Stored data:
:::::
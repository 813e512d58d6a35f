//! 従業員検索ユースケース
//!
//! ページング検索は総件数と該当ページの 2 クエリで構成する。
//! 総件数が 0 の場合や範囲外のページでは行クエリを発行しない。

use std::sync::Arc;

use chrono::NaiveDate;
use tlias_domain::{
   employee::{EmpId, Employee, EmployeeExperience, EmployeeFilter},
   pagination::Pagination,
};
use tlias_infra::repository::{EmpExprRepository, EmpRepository};
use tlias_shared::PageResult;

use crate::error::CoreError;

/// 従業員ページング検索の入力
#[derive(Debug, Clone, Default)]
pub struct EmpQuery {
   pub page:      Option<i64>,
   pub page_size: Option<i64>,
   pub name:      Option<String>,
   pub gender:    Option<i16>,
   pub start:     Option<NaiveDate>,
   pub end:       Option<NaiveDate>,
}

/// 従業員と職歴
#[derive(Debug, Clone, PartialEq, Eq)]
pub struct EmployeeDetail {
   pub employee:    Employee,
   pub experiences: Vec<EmployeeExperience>,
}

/// 従業員検索ユースケース
pub struct EmpUseCaseImpl {
   emp_repository:      Arc<dyn EmpRepository>,
   emp_expr_repository: Arc<dyn EmpExprRepository>,
}

impl EmpUseCaseImpl {
   pub fn new(
      emp_repository: Arc<dyn EmpRepository>,
      emp_expr_repository: Arc<dyn EmpExprRepository>,
   ) -> Self {
      Self {
         emp_repository,
         emp_expr_repository,
      }
   }

   /// 条件に一致する従業員を 1 ページ分取得する
   ///
   /// 範囲外のページは空の `rows` を返す（エラーにしない）。
   pub async fn page(&self, query: EmpQuery) -> Result<PageResult<Employee>, CoreError> {
      let pagination = Pagination::new(query.page, query.page_size);
      let filter = EmployeeFilter::new(query.name, query.gender, query.start, query.end);

      let total = self.emp_repository.count(&filter).await?;
      if pagination.is_beyond(total) {
         return Ok(PageResult::empty(total));
      }

      let rows = self
         .emp_repository
         .find_page(&filter, &pagination)
         .await?;
      tracing::debug!(
         total,
         rows = rows.len(),
         filtered = !filter.is_empty(),
         page = pagination.page(),
         page_size = pagination.page_size(),
         "従業員を検索しました"
      );

      Ok(PageResult::new(total, rows))
   }

   /// 従業員を職歴付きで取得する（存在しなければ `None`）
   pub async fn get_by_id(&self, id: &EmpId) -> Result<Option<EmployeeDetail>, CoreError> {
      let Some(employee) = self.emp_repository.find_by_id(id).await? else {
         return Ok(None);
      };
      let experiences = self.emp_expr_repository.find_by_emp_id(id).await?;

      Ok(Some(EmployeeDetail {
         employee,
         experiences,
      }))
   }
}

#[cfg(test)]
mod tests {
   use chrono::{DateTime, Utc};
   use pretty_assertions::assert_eq;
   use rstest::rstest;
   use tlias_domain::{
      department::DeptId,
      employee::{EmpExprId, EmployeeRecord},
   };
   use tlias_infra::mock::{MockEmpExprRepository, MockEmpRepository};

   use super::*;

   fn date(y: i32, m: u32, d: u32) -> NaiveDate {
      NaiveDate::from_ymd_opt(y, m, d).unwrap()
   }

   fn employee(id: i32, name: &str, gender: i16, entry_date: Option<NaiveDate>) -> Employee {
      let now = DateTime::<Utc>::from_timestamp(1_700_000_000, 0).unwrap();
      Employee::from_db(EmployeeRecord {
         id: EmpId::new(id),
         username: format!("user{id}"),
         name: name.to_string(),
         gender,
         phone: "13300000000".to_string(),
         job: Some(2),
         salary: Some(6000),
         image: None,
         entry_date,
         dept_id: Some(DeptId::new(1)),
         dept_name: Some("教研部".to_string()),
         created_at: now,
         updated_at: now,
      })
   }

   /// 5 人（男性 3 人・女性 2 人）を登録したユースケース
   fn five_employees() -> EmpUseCaseImpl {
      let repo = MockEmpRepository::new();
      repo.add_employee(employee(1, "宋江", 1, Some(date(2019, 3, 1))));
      repo.add_employee(employee(2, "卢俊义", 1, Some(date(2020, 1, 1))));
      repo.add_employee(employee(3, "扈三娘", 2, Some(date(2020, 6, 15))));
      repo.add_employee(employee(4, "李逵", 1, Some(date(2020, 12, 31))));
      repo.add_employee(employee(5, "孙二娘", 2, None));
      EmpUseCaseImpl::new(Arc::new(repo), Arc::new(MockEmpExprRepository::new()))
   }

   fn page_query(page: i64, page_size: i64) -> EmpQuery {
      EmpQuery {
         page: Some(page),
         page_size: Some(page_size),
         ..EmpQuery::default()
      }
   }

   #[rstest]
   #[case(1, 2, vec![1, 2])]
   #[case(2, 2, vec![3, 4])]
   #[case(3, 2, vec![5])]
   #[case(4, 2, vec![])]
   #[tokio::test]
   async fn test_5人をページサイズ2で分割する(
      #[case] page: i64,
      #[case] page_size: i64,
      #[case] expected_ids: Vec<i32>,
   ) {
      let sut = five_employees();

      let result = sut.page(page_query(page, page_size)).await.unwrap();

      let ids: Vec<i32> = result.rows.iter().map(|e| e.id().as_i32()).collect();
      assert_eq!(result.total, 5);
      assert_eq!(ids, expected_ids);
   }

   #[tokio::test]
   async fn test_未指定なら1ページ目を10件で返す() {
      let sut = five_employees();

      let result = sut.page(EmpQuery::default()).await.unwrap();

      assert_eq!(result.total, 5);
      assert_eq!(result.rows.len(), 5);
   }

   #[tokio::test]
   async fn test_全ページを走査した行数の合計はtotalに一致する() {
      let sut = five_employees();

      for page_size in 1..=6 {
         let mut seen = 0;
         let mut total = 0;
         for page in 1.. {
            let result = sut.page(page_query(page, page_size)).await.unwrap();
            total = result.total;
            if result.rows.is_empty() {
               break;
            }
            assert!(result.rows.len() as i64 <= page_size);
            seen += result.rows.len() as i64;
         }
         assert_eq!(seen, total, "page_size = {page_size}");
      }
   }

   #[tokio::test]
   async fn test_フィルタはtotalとrowsの両方に適用される() {
      let sut = five_employees();

      let result = sut
         .page(EmpQuery {
            gender: Some(2),
            start: Some(date(2020, 1, 1)),
            ..EmpQuery::default()
         })
         .await
         .unwrap();

      assert_eq!(result.total, 1);
      assert_eq!(result.rows[0].name(), "扈三娘");
   }

   #[tokio::test]
   async fn test_空白の名前は未指定として扱う() {
      let sut = five_employees();

      let result = sut
         .page(EmpQuery {
            name: Some("  ".to_string()),
            ..EmpQuery::default()
         })
         .await
         .unwrap();

      assert_eq!(result.total, 5);
   }

   #[tokio::test]
   async fn test_該当なしはtotal0で空のrows() {
      let sut = five_employees();

      let result = sut
         .page(EmpQuery {
            name: Some("林冲".to_string()),
            ..EmpQuery::default()
         })
         .await
         .unwrap();

      assert_eq!(result, PageResult::empty(0));
   }

   #[tokio::test]
   async fn test_詳細は職歴を開始日の昇順で含む() {
      let repo = MockEmpRepository::new();
      repo.add_employee(employee(1, "宋江", 1, None));
      let expr_repo = MockEmpExprRepository::new();
      expr_repo.add_experience(EmployeeExperience::from_db(
         EmpExprId::new(1),
         EmpId::new(1),
         date(2015, 4, 1),
         None,
         "梁山泊".to_string(),
         "頭領".to_string(),
      ));
      expr_repo.add_experience(EmployeeExperience::from_db(
         EmpExprId::new(2),
         EmpId::new(1),
         date(2010, 4, 1),
         Some(date(2015, 3, 31)),
         "郓城県".to_string(),
         "押司".to_string(),
      ));
      let sut = EmpUseCaseImpl::new(Arc::new(repo), Arc::new(expr_repo));

      let detail = sut.get_by_id(&EmpId::new(1)).await.unwrap().unwrap();

      let companies: Vec<&str> = detail.experiences.iter().map(|x| x.company()).collect();
      assert_eq!(detail.employee.name(), "宋江");
      assert_eq!(companies, vec!["郓城県", "梁山泊"]);
   }

   #[tokio::test]
   async fn test_存在しない従業員はnone() {
      let sut = five_employees();

      assert_eq!(sut.get_by_id(&EmpId::new(9999)).await.unwrap(), None);
   }

   #[tokio::test]
   async fn test_ストレージエラーはデータベースエラーとして伝播する() {
      let sut = EmpUseCaseImpl::new(
         Arc::new(MockEmpRepository::failing()),
         Arc::new(MockEmpExprRepository::new()),
      );

      let result = sut.page(EmpQuery::default()).await;

      assert!(matches!(result, Err(CoreError::Database(_))));
   }
}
:::::
▶ **Required action**: Which lines in the data above contain "MockEmpRepository"? Show each one.

▶ **Answer space**:
   use tlias_infra::mock::{MockEmpExprRepository, MockEmpRepository};
      let repo = MockEmpRepository::new();
      let repo = MockEmpRepository::new();
         Arc::new(MockEmpRepository::failing()),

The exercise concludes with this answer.